--- SOURCE MATERIAL ---
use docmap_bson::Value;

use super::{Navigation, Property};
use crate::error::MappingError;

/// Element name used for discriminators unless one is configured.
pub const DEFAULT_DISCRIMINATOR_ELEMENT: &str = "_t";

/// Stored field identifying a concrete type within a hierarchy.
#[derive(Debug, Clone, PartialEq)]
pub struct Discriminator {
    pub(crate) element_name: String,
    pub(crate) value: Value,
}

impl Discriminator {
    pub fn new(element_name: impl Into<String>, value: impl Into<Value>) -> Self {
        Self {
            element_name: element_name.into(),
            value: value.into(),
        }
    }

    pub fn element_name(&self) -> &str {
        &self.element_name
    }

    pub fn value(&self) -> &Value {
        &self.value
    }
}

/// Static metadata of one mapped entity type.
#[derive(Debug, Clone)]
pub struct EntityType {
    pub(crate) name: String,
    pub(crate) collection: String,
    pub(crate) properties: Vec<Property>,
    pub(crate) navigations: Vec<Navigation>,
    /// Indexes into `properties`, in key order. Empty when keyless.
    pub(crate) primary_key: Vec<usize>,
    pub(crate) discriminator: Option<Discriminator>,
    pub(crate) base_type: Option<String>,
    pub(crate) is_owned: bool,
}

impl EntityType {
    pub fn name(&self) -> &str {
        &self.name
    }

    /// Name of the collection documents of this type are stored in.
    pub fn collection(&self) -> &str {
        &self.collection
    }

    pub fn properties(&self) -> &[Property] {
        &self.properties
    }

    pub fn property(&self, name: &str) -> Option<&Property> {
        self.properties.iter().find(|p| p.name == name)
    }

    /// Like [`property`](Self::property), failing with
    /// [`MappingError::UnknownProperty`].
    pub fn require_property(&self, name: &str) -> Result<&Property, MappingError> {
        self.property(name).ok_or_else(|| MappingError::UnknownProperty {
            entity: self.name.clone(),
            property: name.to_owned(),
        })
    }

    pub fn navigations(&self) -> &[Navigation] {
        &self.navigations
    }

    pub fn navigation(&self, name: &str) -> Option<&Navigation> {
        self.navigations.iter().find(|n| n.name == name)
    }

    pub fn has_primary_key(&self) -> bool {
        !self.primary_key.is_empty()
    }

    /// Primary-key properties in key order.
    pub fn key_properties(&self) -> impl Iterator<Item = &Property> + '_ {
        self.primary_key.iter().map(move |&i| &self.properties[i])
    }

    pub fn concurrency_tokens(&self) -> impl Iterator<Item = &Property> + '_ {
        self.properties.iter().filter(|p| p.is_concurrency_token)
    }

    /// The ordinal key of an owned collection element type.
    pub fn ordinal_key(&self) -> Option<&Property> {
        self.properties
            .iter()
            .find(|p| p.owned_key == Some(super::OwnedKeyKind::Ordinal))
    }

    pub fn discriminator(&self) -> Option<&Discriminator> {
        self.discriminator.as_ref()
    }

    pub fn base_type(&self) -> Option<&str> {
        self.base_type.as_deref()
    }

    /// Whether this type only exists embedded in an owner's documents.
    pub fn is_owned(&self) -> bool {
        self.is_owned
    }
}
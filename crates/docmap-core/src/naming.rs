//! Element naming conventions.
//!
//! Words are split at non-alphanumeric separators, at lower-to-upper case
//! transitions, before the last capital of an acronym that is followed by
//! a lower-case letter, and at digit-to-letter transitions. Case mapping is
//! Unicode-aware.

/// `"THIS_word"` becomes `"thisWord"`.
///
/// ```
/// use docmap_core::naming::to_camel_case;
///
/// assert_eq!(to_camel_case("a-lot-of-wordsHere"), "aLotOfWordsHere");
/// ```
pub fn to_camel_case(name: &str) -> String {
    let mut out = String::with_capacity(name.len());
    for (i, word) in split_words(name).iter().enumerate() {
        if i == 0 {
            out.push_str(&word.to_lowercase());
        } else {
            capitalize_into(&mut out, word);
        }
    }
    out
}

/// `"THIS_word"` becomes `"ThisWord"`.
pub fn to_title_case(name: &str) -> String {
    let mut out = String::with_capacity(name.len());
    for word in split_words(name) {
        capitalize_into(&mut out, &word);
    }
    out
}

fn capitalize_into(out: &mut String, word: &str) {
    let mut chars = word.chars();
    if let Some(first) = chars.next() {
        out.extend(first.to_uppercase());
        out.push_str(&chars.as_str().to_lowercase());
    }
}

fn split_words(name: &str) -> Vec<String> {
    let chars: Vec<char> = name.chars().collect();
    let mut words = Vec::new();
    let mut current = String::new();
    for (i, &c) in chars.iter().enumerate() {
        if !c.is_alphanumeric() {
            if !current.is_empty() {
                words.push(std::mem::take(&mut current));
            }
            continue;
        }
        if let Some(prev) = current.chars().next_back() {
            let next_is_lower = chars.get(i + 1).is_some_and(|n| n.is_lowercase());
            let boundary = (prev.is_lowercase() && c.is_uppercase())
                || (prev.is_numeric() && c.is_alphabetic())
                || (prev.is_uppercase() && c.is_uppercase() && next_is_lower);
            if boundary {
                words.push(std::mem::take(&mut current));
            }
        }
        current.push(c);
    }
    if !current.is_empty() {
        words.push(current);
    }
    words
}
---
- **PROBLEM TO WORK ON**:
Reply with the lines from the first line of the entries through the line that contains "within a hierarchy.", repeated exactly with both ends kept, and with nothing else.

- **RESULT FOR THIS EXERCISE**:
use docmap_bson::Value;

use super::{Navigation, Property};
use crate::error::MappingError;

/// Element name used for discriminators unless one is configured.
pub const DEFAULT_DISCRIMINATOR_ELEMENT: &str = "_t";

/// Stored field identifying a concrete type within a hierarchy.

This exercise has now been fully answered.